Not meeting the challenge
I can remember as a primary school child the pre independence excitement in 1962 when we learned the National Anthem, patriotic songs such as Marjorie Padmore’s God Bless Our Nation, and the new National Watchwords: Discipline, Tolerance and Production. We were eager to meet the future, and confident that we could rise to the challenge. How things have changed. In spite of our good fortune in terms of natural resources and a harmonious environment, we have sunk in the Human Development Index ratings. The only one of our watchwords that is widely followed now is tolerance, especially of lack of discipline and lack of production.

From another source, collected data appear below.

#[cfg(test)]
mod tests {
    #![allow(clippy::unwrap_used, clippy::panic)]

    use super::super::tests::Fixture;
    use super::*;
    use serde_json::json;

    fn rel(s: &str) -> RelPath {
        RelPath::new(s).unwrap()
    }

    #[test]
    fn test_missing_source_dir_is_empty() {
        let fx = Fixture::new();
        std::fs::remove_dir(fx.source.as_path()).unwrap();
        assert!(fx.read().unwrap().is_empty());
    }

    #[test]
    fn test_data_files_merge_parents_first() {
        let fx = Fixture::new();
        fx.source_file(".chezmoidata.json", r#"{"git": {"name": "me", "email": "a@x"}}"#);
        fx.source_file(".chezmoidata.toml", "[git]\nemail = \"b@x\"\n");
        fx.source_file("dot_config/.chezmoidata.yaml", "editor: vi\n");
        fx.source_file(".hidden/.chezmoidata.yaml", "editor: emacs\n");
        let state = fx.read_with(json!({"git": {"name": "default"}})).unwrap();

        assert_eq!(state.data()["git"]["name"], "me");
        assert_eq!(state.data()["git"]["email"], "b@x");
        assert_eq!(state.data()["editor"], "vi");
        assert!(state.entries().all(|(r, _)| !r.as_str().contains("chezmoidata")));
    }

    #[test]
    fn test_data_file_must_be_a_map() {
        let fx = Fixture::new();
        fx.source_file(".chezmoidata.json", "[1, 2]");
        assert!(matches!(fx.read(), Err(Error::Format { format: "json", .. })));
    }

    #[test]
    fn test_merge_value() {
        let mut data = json!({"a": {"b": 1, "c": 2}, "d": 3});
        merge_value(&mut data, json!({"a": {"b": 10}, "d": {"e": 4}}));
        assert_eq!(data, json!({"a": {"b": 10, "c": 2}, "d": {"e": 4}}));
        merge_value(&mut data, Value::Null);
        assert_eq!(data["a"]["b"], 10);
    }

    #[test]
    fn test_scripts_dir() {
        let fx = Fixture::new();
        fx.source_file(".chezmoiscripts/run_once_before_install.sh", "#!/bin/sh\n");
        fx.source_file(".chezmoiscripts/linux/run_setup.sh", "#!/bin/sh\n");
        let state = fx.read().unwrap();

        assert!(state.entry(&rel(".chezmoiscripts")).is_none());
        let Some(SourceStateEntry::File { attr, .. }) = state.entry(&rel(".chezmoiscripts/install.sh")) else {
            panic!("expected script");
        };
        assert_eq!(attr.kind, SourceFileType::Script);
        assert!(state.entry(&rel(".chezmoiscripts/linux/setup.sh")).is_some());
        assert_eq!(state.target_rel_paths()[0], rel(".chezmoiscripts/install.sh"));
    }

    #[test]
    fn test_scripts_dir_holds_only_scripts() {
        let fx = Fixture::new();
        fx.source_file(".chezmoiscripts/dot_profile", "x\n");
        assert!(matches!(fx.read(), Err(Error::NotAScript { .. })));

        let fx = Fixture::new();
        fx.source_file(".chezmoiscripts/.chezmoiignore", "x\n");
        assert!(matches!(fx.read(), Err(Error::NotAllowed { dir: ".chezmoiscripts", .. })));
    }

    #[test]
    fn test_pattern_files_accept_template_suffix() {
        assert!(is_pattern_file(".chezmoiignore", IGNORE_FILE));
        assert!(is_pattern_file(".chezmoiignore.tmpl", IGNORE_FILE));
        assert!(!is_pattern_file(".chezmoiignore.bak", IGNORE_FILE));

        let fx = Fixture::new();
        fx.source_file(".chezmoiignore.tmpl", "{{ skipped }}\n");
        fx.source_file("dot_skip", "x\n");
        fx.source_file("dot_keep", "y\n");
        let state = fx.read_with(json!({"skipped": ".skip"})).unwrap();
        assert!(state.entry(&rel(".skip")).is_none());
        assert!(state.entry(&rel(".keep")).is_some());
    }

    #[test]
    fn test_decodes_names() {
        let fx = Fixture::new();
        fx.source_file("private_dot_ssh/config", "Host *\n");
        fx.source_file("executable_dot_local_bin", "#!/bin/sh\n");
        fx.source_file("dot_git/ignored", "x");
        fx.source_file(".git/HEAD", "ref");
        let state = fx.read().unwrap();

        let Some(SourceStateEntry::Dir { attr, .. }) = state.entry(&rel(".ssh")) else {
            panic!("expected dir");
        };
        assert!(attr.private);
        assert!(state.entry(&rel(".ssh/config")).is_some());
        let Some(SourceStateEntry::File { attr, .. }) = state.entry(&rel(".local_bin")) else {
            panic!("expected file");
        };
        assert!(attr.executable);
        assert!(state.entry(&rel(".git/ignored")).is_some());
        assert!(state.entries().all(|(r, _)| !r.as_str().starts_with(".git/HEAD")));
    }

    #[test]
    fn test_ignore_file() {
        let fx = Fixture::new();
        fx.source_file(".chezmoiignore", "# comment\nREADME.md\n*.bak # trailing\n!keep.bak\n");
        fx.source_file("README.md", "docs");
        fx.source_file("a.bak", "a");
        fx.source_file("keep.bak", "k");
        fx.source_file("dot_config/.chezmoiignore", "secret\n");
        fx.source_file("dot_config/secret", "s");
        fx.source_file("dot_config/public", "p");
        let state = fx.read().unwrap();

        assert!(state.entry(&rel("README.md")).is_none());
        assert!(state.entry(&rel("a.bak")).is_none());
        assert!(state.entry(&rel("keep.bak")).is_some());
        assert!(state.entry(&rel(".config/secret")).is_none());
        assert!(state.entry(&rel(".config/public")).is_some());
        assert!(state.ignored(&rel(".config/secret")));
    }

    #[test]
    fn test_ignore_file_is_a_template() {
        let fx = Fixture::new();
        fx.source_file(".chezmoiignore", "{{ host }}.conf\n");
        fx.source_file("work.conf", "w");
        fx.source_file("home.conf", "h");
        let state = fx.read_with(json!({"host": "work"})).unwrap();
        assert!(state.entry(&rel("work.conf")).is_none());
        assert!(state.entry(&rel("home.conf")).is_some());
    }

    #[test]
    fn test_ignored_directory_is_not_descended() {
        let fx = Fixture::new();
        fx.source_file(".chezmoiignore", ".cache\n");
        fx.source_file("dot_cache/a/b", "x");
        let state = fx.read().unwrap();
        assert!(state.is_empty());
    }

    #[test]
    fn test_remove_file() {
        let fx = Fixture::new();
        fx.source_file(".chezmoiremove", ".old*\n");
        fx.dest_file(".oldrc", "old");
        fx.dest_file(".old_profile", "old");
        fx.dest_file(".keep", "keep");
        let state = fx.read().unwrap();

        for target in [".oldrc", ".old_profile"] {
            let Some(SourceStateEntry::Remove { source_rel_path }) = state.entry(&rel(target)) else {
                panic!("expected remove for {target}");
            };
            assert_eq!(source_rel_path.as_ref().unwrap().as_str(), ".chezmoiremove");
        }
        assert!(state.entry(&rel(".keep")).is_none());
    }

    #[test]
    fn test_remove_respects_ignore() {
        let fx = Fixture::new();
        fx.source_file(".chezmoiremove", ".old*\n");
        fx.source_file(".chezmoiignore", ".oldrc\n");
        fx.dest_file(".oldrc", "old");
        let state = fx.read().unwrap();
        assert!(state.entry(&rel(".oldrc")).is_none());
    }

    #[test]
    fn test_exact_dir_removes_unmanaged_children() {
        let fx = Fixture::new();
        fx.source_file("exact_dot_dir/file1", "1");
        fx.dest_file(".dir/file1", "1");
        fx.dest_file(".dir/file3", "3");
        let state = fx.read().unwrap();
        assert!(matches!(state.entry(&rel(".dir/file1")), Some(SourceStateEntry::File { .. })));
        let Some(SourceStateEntry::Remove { source_rel_path }) = state.entry(&rel(".dir/file3")) else {
            panic!("expected remove");
        };
        assert_eq!(source_rel_path.as_ref().unwrap().as_str(), "exact_dot_dir");
    }

    #[test]
    fn test_duplicate_targets() {
        for (a, b) in [
            ("dot_file", "literal_.file"),
            ("run_once_script.sh", "run_script.sh"),
            ("dot_file", "private_dot_file"),
        ] {
            let fx = Fixture::new();
            fx.source_file(a, "x");
            fx.source_file(b, "y");
            let err = fx.read().unwrap_err();
            let Error::DuplicateTarget { sources, .. } = err else {
                panic!("expected duplicate error, got {err}");
            };
            let mut expected = vec![SourceRelPath::new(a).unwrap(), SourceRelPath::new(b).unwrap()];
            expected.sort();
            assert_eq!(sources, expected);
        }
    }

    #[test]
    fn test_duplicate_dirs() {
        let fx = Fixture::new();
        std::fs::create_dir_all(fx.source.join_str("dot_dir").as_path()).unwrap();
        std::fs::create_dir_all(fx.source.join_str("private_dot_dir").as_path()).unwrap();
        assert!(matches!(fx.read(), Err(Error::DuplicateTarget { .. })));
    }

    #[test]
    fn test_version_gate() {
        let fx = Fixture::new();
        fx.source_file(".chezmoiversion", "1.5.0\n");
        fx.source_file("dot_sub/.chezmoiversion", "1.9.0\n");
        assert_eq!(fx.read().unwrap().min_version(), Some(Version::new(1, 9, 0)));

        fx.source_file(".chezmoiversion", "3.0.0\n");
        let err = fx.read().unwrap_err();
        assert!(matches!(err, Error::TooOld { ref need, .. } if need == "3.0.0"));

        fx.source_file(".chezmoiversion", "soon\n");
        assert!(matches!(fx.read(), Err(Error::InvalidVersion { .. })));
    }

    #[test]
    fn test_template_syntax_checked_eagerly() {
        let fx = Fixture::new();
        fx.source_file("dot_broken.tmpl", "{{ oops\n");
        assert!(matches!(fx.read(), Err(Error::TemplateRender { .. })));
    }

    #[test]
    fn test_template_errors_are_deferred() {
        let fx = Fixture::new();
        fx.source_file("dot_missing.tmpl", "{{ missing }}\n");
        fx.source_file("dot_ok.tmpl", "{{ name }}\n");
        let state = fx.read_with(json!({"name": "me"})).unwrap();

        let Some(entry) = state.entry(&rel(".missing")) else {
            panic!("expected entry");
        };
        assert!(entry.evaluate().is_err());
        let Some(SourceStateEntry::File { contents, attr, .. }) = state.entry(&rel(".ok")) else {
            panic!("expected file");
        };
        assert_eq!(attr.kind, SourceFileType::File);
        assert_eq!(&*contents.contents().unwrap(), b"me\n");
    }

    #[test]
    fn test_shared_templates() {
        let fx = Fixture::new();
        fx.source_file(".chezmoitemplates/part", "shared");
        fx.source_file("dot_x.tmpl", "{% include \"part\" %}\n");
        let state = fx.read().unwrap();
        let Some(SourceStateEntry::File { contents, .. }) = state.entry(&rel(".x")) else {
            panic!("expected file");
        };
        assert_eq!(&*contents.contents().unwrap(), b"shared\n");
    }

    #[test]
    fn test_encrypted_contents_decrypted_lazily() {
        let fx = Fixture::new();
        let ciphertext: String = "secret".chars().rev().collect();
        fx.source_file("encrypted_dot_token.rev", &ciphertext);
        let state = fx.read().unwrap();
        let Some(SourceStateEntry::File { contents, .. }) = state.entry(&rel(".token")) else {
            panic!("expected file");
        };
        assert_eq!(&*contents.contents().unwrap(), b"secret");
    }

    #[test]
    fn test_remove_dirs_collected() {
        let fx = Fixture::new();
        fx.source_file("remove_dot_old/remove_file", "");
        let state = fx.read().unwrap();
        assert!(state.remove_dirs.contains(&rel(".old")));
    }
}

We tolerate a deterioration in parenting leading to lack of discipline in our young that has caused a rapid increase in crime. We tolerate a system of government that has not been able to produce the required quality of education and health services. Reaching our full potential seems to be an elusive goal. Another memory from my days in primary school was our school (Belmont Boys RC) motto: “It all depends on me” As I remember this, my mind trips across to Lloyd Best’s frequent exhortations for us to take responsibility for understanding our situation, and devising and implementing the solutions required to take us to our goals. Though this has been long in happening, Lloyd is confident that the stream of graduates produced over the years by UWI has the necessary “ration of intelligence, industry and commitment” for us to meet our responsibilities to ourselves.
I am not sure that UWI has provided us with a cadre of professionals up to the task. Ten years after Independence I was a student at UWI, and the mindset of many of the students was, to use Lloyd’s phraseology again, proletarian rather than proprietorial. Most of us expected someone to give us a job after we graduated, one to which we could wear a nice shirt jack with pens in our pockets. I do not think we had an idea of how we could contribute to national development other than the general feeling that things would improve once we were in charge. I hasten to add that the faculty at UWI did not encourage this attitude, and several of our lecturers such as Gordon Draper and Ainsley Mark challenged us to get out there and start our own businesses. I suspect that many did not feel up to that task.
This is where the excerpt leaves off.